WHAT IS NEEDED =>
Please write out exactly the lines of the data below from the line holding "Discovers every job" through the line holding "own jobs. Results", and leave out the rest.

━━━ STORED DATA

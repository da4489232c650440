use std::collections::BTreeSet;
use std::path::Path;

use chrono::Utc;
use log::info;

use crate::config::WorkflowsConfig;
use crate::report::JobReport;

use super::classifier::partition;
use super::resolver::Resolver;
use super::store::{WorkflowFile, WorkflowStore};
use super::types::ResolvedJob;

/// Discovers every job that runs for the repository at `repo_root`.
///
/// Every top-level workflow is resolved independently; a workflow that fails
/// to parse or contains broken references only loses its own jobs. Results
/// are deduplicated on the exact `(workflow, job)` pair and sorted.
pub fn run(repo_root: &Path, config: &WorkflowsConfig) -> JobReport {
    let store = WorkflowStore::load(repo_root, config);
    collect(&store, config.max_depth)
}

/// Resolves all top-level workflows in an already loaded store.
pub fn collect(store: &WorkflowStore, max_depth: usize) -> JobReport {
    let partition = partition(store);
    let resolver = Resolver::new(store, max_depth);

    let mut jobs: BTreeSet<ResolvedJob> = BTreeSet::new();
    let mut resolver_diagnostics = Vec::new();

    for &workflow in &partition.top_level {
        info!("Resolving {}", relative_display(store, workflow));
        let resolution = resolver.resolve(workflow);
        jobs.extend(resolution.jobs);
        resolver_diagnostics.extend(resolution.diagnostics);
    }

    // Store diagnostics include parse failures, so gather them after resolving.
    let mut diagnostics = store.diagnostics();
    diagnostics.extend(resolver_diagnostics);

    info!(
        "Resolved {} distinct jobs from {} top-level workflows",
        jobs.len(),
        partition.top_level.len()
    );

    JobReport {
        repo_root: store.repo_root().to_path_buf(),
        workflows_dir: store.workflows_dir().to_path_buf(),
        collected_at: Utc::now(),
        total_workflows: store.len(),
        top_level_workflows: file_names(&partition.top_level),
        reusable_workflows: file_names(&partition.reusable),
        jobs: jobs.into_iter().collect(),
        diagnostics,
    }
}

fn file_names(files: &[&WorkflowFile]) -> Vec<String> {
    let mut names: Vec<String> = files.iter().map(|file| file.file_name().to_string()).collect();
    names.sort();
    names
}

fn relative_display(store: &WorkflowStore, file: &WorkflowFile) -> String {
    file.path()
        .strip_prefix(store.repo_root())
        .unwrap_or(file.path())
        .display()
        .to_string()
}
use anyhow::{Context, Result};
use clap::ValueEnum;
use serde::{Deserialize, Serialize};
use std::path::{Path, PathBuf};

use crate::error::GhJobsError;

/// Configuration file structure for ghjobs.
///
/// Lets users point the scan at a non-standard workflows directory and pick
/// their preferred output without repeating flags on every run.
#[derive(Debug, Clone, Default, Serialize, Deserialize)]
#[serde(rename_all = "kebab-case")]
pub struct Config {
    /// Where and how workflow files are discovered
    #[serde(default)]
    pub workflows: WorkflowsConfig,

    /// Output format preferences
    #[serde(default)]
    pub output: OutputConfig,
}

#[derive(Debug, Clone, Serialize, Deserialize)]
#[serde(rename_all = "kebab-case")]
pub struct WorkflowsConfig {
    /// Workflows directory, relative to the repository root
    #[serde(default = "default_workflows_directory")]
    pub directory: PathBuf,

    /// File extensions treated as workflow files
    #[serde(default = "default_extensions")]
    pub extensions: Vec<String>,

    /// Maximum number of nested reusable-workflow calls to follow
    #[serde(default = "default_max_depth")]
    pub max_depth: usize,
}

#[derive(Debug, Clone, Default, Serialize, Deserialize)]
#[serde(rename_all = "kebab-case")]
pub struct OutputConfig {
    /// Default output format
    #[serde(default)]
    pub format: OutputFormat,

    /// Pretty-print JSON output
    #[serde(default)]
    pub pretty: bool,
}

#[derive(Debug, Clone, Copy, PartialEq, Eq, Serialize, Deserialize, Default, ValueEnum)]
#[serde(rename_all = "lowercase")]
pub enum OutputFormat {
    #[default]
    Summary,
    Json,
    Csv,
    Names,
}

impl Default for WorkflowsConfig {
    fn default() -> Self {
        Self {
            directory: default_workflows_directory(),
            extensions: default_extensions(),
            max_depth: default_max_depth(),
        }
    }
}

fn default_workflows_directory() -> PathBuf {
    PathBuf::from(".github").join("workflows")
}

fn default_extensions() -> Vec<String> {
    vec!["yml".to_string(), "yaml".to_string()]
}

fn default_max_depth() -> usize {
    32
}

impl Config {
    /// Load configuration from a file.
    ///
    /// Searches for configuration files in this order:
    /// 1. Specified path
    /// 2. ./ghjobs.toml
    /// 3. ./ghjobs.json
    /// 4. ./ghjobs.yaml
    /// 5. ./ghjobs.yml
    /// 6. `<user config dir>/ghjobs/config.toml`
    ///
    /// Returns default configuration if no file is found.
    pub fn load(path: Option<&Path>) -> Result<Self> {
        if let Some(path) = path {
            return Self::load_from_path(path);
        }

        let candidates = ["ghjobs.toml", "ghjobs.json", "ghjobs.yaml", "ghjobs.yml"];

        for candidate in &candidates {
            let path = Path::new(candidate);
            if path.exists() {
                return Self::load_from_path(path);
            }
        }

        if let Some(user_config) = dirs::config_dir().map(|dir| dir.join("ghjobs").join("config.toml")) {
            if user_config.exists() {
                return Self::load_from_path(&user_config);
            }
        }

        Ok(Self::default())
    }

    /// Load configuration from a specific file path.
    fn load_from_path(path: &Path) -> Result<Self> {
        log::debug!("Loading configuration from: {}", path.display());

        let contents = std::fs::read_to_string(path)
            .with_context(|| format!("Failed to read config file: {}", path.display()))?;

        let extension = path.extension().and_then(|ext| ext.to_str()).unwrap_or("");

        let config: Self = match extension {
            "toml" => toml::from_str(&contents)
                .with_context(|| format!("Failed to parse TOML config: {}", path.display()))?,
            "json" => serde_json::from_str(&contents)
                .with_context(|| format!("Failed to parse JSON config: {}", path.display()))?,
            "yaml" | "yml" => serde_yaml::from_str(&contents)
                .with_context(|| format!("Failed to parse YAML config: {}", path.display()))?,
            _ => toml::from_str(&contents)
                .or_else(|_| serde_json::from_str(&contents))
                .or_else(|_| serde_yaml::from_str(&contents))
                .with_context(|| format!("Failed to parse config file: {}", path.display()))?,
        };

        config.validate()?;
        Ok(config)
    }

    fn validate(&self) -> crate::error::Result<()> {
        if self.workflows.max_depth == 0 {
            return Err(GhJobsError::Config("max-depth must be at least 1".into()));
        }
        if self.workflows.extensions.is_empty() {
            return Err(GhJobsError::Config(
                "at least one workflow file extension is required".into(),
            ));
        }
        Ok(())
    }
}

#[cfg(test)]
mod tests {
    use super::*;
    use std::io::Write;
    use tempfile::NamedTempFile;

    #[test]
    fn test_default_config() {
        let config = Config::default();
        assert_eq!(config.workflows.directory, Path::new(".github/workflows"));
        assert_eq!(config.workflows.extensions, vec!["yml", "yaml"]);
        assert_eq!(config.workflows.max_depth, 32);
        assert_eq!(config.output.format, OutputFormat::Summary);
        assert!(!config.output.pretty);
    }

    #[test]
    fn test_load_toml_config() {
        let mut temp_file = NamedTempFile::with_suffix(".toml").unwrap();
        let toml_content = r#"
[workflows]
directory = "ci/workflows"
max-depth = 4

[output]
format = "json"
pretty = true
"#;
        write!(temp_file, "{}", toml_content).unwrap();

        let config = Config::load_from_path(temp_file.path()).unwrap();
        assert_eq!(config.workflows.directory, Path::new("ci/workflows"));
        assert_eq!(config.workflows.max_depth, 4);
        assert_eq!(config.workflows.extensions, vec!["yml", "yaml"]);
        assert_eq!(config.output.format, OutputFormat::Json);
        assert!(config.output.pretty);
    }

    #[test]
    fn test_load_json_config() {
        let mut temp_file = NamedTempFile::with_suffix(".json").unwrap();
        let json_content = r#"{
  "workflows": {
    "extensions": ["yml"]
  },
  "output": {
    "format": "csv"
  }
}"#;
        write!(temp_file, "{}", json_content).unwrap();

        let config = Config::load_from_path(temp_file.path()).unwrap();
        assert_eq!(config.workflows.extensions, vec!["yml"]);
        assert_eq!(config.output.format, OutputFormat::Csv);
    }

    #[test]
    fn test_load_yaml_config() {
        let mut temp_file = NamedTempFile::with_suffix(".yaml").unwrap();
        write!(temp_file, "output:\n  format: names\n").unwrap();

        let config = Config::load_from_path(temp_file.path()).unwrap();
        assert_eq!(config.output.format, OutputFormat::Names);
        assert_eq!(config.workflows.max_depth, 32);
    }

    #[test]
    fn test_rejects_zero_max_depth() {
        let mut temp_file = NamedTempFile::with_suffix(".toml").unwrap();
        write!(temp_file, "[workflows]\nmax-depth = 0\n").unwrap();

        let err = Config::load_from_path(temp_file.path()).unwrap_err();
        assert!(err.to_string().contains("max-depth"));
    }

    #[test]
    fn test_explicit_missing_path_is_an_error() {
        let result = Config::load(Some(Path::new("definitely-missing-ghjobs.toml")));
        assert!(result.is_err());
    }
}
mod exports;
mod progress;
mod styling;
mod summary;
mod tables;

pub use exports::export_report;
pub use progress::PhaseProgress;
pub use styling::{dim, magenta_bold};
pub use summary::print_summary;

/// Prints the `ghjobs` banner to stderr.
///
/// Displays the tool name, version, and description at the start of execution.
pub fn print_banner() {
    eprintln!(
        r"
{} {}
  {}
",
        magenta_bold("🔎 ghjobs"),
        dim(env!("CARGO_PKG_VERSION")),
        dim("GitHub Actions job discovery")
    );
}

━━━━━━

EXPECTED OUTPUT =>
/// Discovers every job that runs for the repository at `repo_root`.
///
/// Every top-level workflow is resolved independently; a workflow that fails
/// to parse or contains broken references only loses its own jobs. Results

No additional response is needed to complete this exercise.